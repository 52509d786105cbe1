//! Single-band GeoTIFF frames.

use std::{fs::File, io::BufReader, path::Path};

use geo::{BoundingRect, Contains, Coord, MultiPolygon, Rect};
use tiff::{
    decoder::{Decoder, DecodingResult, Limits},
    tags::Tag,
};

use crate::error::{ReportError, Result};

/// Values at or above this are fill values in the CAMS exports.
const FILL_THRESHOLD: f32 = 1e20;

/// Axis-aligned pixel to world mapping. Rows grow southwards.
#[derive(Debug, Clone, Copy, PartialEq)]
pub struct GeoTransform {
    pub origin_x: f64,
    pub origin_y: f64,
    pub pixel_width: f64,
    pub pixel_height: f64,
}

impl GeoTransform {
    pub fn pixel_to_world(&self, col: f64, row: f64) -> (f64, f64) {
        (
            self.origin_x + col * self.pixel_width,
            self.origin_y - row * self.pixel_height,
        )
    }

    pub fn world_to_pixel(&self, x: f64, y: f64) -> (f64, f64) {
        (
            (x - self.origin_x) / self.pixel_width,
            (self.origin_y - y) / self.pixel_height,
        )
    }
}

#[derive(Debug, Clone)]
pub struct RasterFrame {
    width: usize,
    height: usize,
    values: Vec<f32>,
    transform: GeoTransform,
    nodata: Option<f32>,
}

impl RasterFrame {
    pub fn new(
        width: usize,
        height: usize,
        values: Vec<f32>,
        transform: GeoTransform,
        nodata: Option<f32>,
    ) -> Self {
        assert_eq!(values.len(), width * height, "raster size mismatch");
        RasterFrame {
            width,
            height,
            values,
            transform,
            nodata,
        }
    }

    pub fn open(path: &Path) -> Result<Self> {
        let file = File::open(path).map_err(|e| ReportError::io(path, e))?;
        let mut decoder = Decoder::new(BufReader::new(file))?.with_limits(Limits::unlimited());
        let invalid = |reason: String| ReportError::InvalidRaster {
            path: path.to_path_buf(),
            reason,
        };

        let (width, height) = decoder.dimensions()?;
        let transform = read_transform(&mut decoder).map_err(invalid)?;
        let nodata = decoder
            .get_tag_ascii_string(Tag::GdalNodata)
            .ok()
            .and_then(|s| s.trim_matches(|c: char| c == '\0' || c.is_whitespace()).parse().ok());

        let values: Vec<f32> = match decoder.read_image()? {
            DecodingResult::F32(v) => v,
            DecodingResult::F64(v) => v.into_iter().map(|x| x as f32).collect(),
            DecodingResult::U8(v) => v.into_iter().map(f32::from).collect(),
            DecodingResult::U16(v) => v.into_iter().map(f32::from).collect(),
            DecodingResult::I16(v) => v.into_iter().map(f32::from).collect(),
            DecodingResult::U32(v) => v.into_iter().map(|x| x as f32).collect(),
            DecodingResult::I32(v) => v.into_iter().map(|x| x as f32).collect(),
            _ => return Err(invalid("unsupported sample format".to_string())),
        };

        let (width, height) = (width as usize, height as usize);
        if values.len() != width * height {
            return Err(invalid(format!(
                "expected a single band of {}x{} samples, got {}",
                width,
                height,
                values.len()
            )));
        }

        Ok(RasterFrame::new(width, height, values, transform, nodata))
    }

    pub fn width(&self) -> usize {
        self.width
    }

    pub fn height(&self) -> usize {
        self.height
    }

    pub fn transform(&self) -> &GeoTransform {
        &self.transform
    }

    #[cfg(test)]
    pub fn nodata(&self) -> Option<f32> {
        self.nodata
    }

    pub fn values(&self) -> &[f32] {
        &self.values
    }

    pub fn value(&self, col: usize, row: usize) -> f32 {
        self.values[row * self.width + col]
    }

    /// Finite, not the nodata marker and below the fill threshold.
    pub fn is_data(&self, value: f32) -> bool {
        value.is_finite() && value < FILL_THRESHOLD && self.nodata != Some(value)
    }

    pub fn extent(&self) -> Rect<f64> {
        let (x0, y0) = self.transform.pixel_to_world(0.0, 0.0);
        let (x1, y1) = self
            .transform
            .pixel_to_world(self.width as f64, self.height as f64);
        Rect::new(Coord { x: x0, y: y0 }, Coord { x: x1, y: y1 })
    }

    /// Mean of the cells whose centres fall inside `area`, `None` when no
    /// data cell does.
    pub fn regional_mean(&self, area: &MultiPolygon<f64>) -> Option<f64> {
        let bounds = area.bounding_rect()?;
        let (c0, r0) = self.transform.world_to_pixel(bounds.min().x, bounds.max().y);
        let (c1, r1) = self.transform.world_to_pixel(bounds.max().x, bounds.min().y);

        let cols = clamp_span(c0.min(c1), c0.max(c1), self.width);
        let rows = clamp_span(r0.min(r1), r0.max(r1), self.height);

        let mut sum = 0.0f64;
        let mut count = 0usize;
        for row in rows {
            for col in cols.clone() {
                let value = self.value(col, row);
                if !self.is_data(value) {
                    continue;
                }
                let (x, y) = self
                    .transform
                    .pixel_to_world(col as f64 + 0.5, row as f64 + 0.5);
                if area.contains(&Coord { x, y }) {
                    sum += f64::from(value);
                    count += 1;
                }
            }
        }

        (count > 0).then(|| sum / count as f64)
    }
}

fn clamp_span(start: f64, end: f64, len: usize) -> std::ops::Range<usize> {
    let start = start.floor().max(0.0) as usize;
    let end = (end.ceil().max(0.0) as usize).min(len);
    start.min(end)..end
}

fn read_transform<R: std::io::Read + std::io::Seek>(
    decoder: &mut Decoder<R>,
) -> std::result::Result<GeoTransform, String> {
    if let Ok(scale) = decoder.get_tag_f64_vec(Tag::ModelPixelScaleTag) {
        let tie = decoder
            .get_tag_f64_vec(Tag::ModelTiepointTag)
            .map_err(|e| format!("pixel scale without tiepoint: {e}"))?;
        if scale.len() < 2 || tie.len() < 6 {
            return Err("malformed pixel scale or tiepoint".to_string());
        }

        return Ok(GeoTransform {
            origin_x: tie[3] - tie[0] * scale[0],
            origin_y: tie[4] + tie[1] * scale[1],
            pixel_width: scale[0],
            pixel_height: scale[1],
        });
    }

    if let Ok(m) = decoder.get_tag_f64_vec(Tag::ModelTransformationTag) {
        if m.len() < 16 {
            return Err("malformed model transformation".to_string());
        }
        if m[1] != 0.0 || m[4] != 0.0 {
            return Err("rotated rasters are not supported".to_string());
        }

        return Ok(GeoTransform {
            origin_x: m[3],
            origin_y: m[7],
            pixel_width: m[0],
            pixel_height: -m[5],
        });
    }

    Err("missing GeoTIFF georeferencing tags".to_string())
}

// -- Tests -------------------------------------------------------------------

Aim of the exercise | Look over the data above and show each line that contains "open".

Response |
    pub fn open(path: &Path) -> Result<Self> {
        let file = File::open(path).map_err(|e| ReportError::io(path, e))?;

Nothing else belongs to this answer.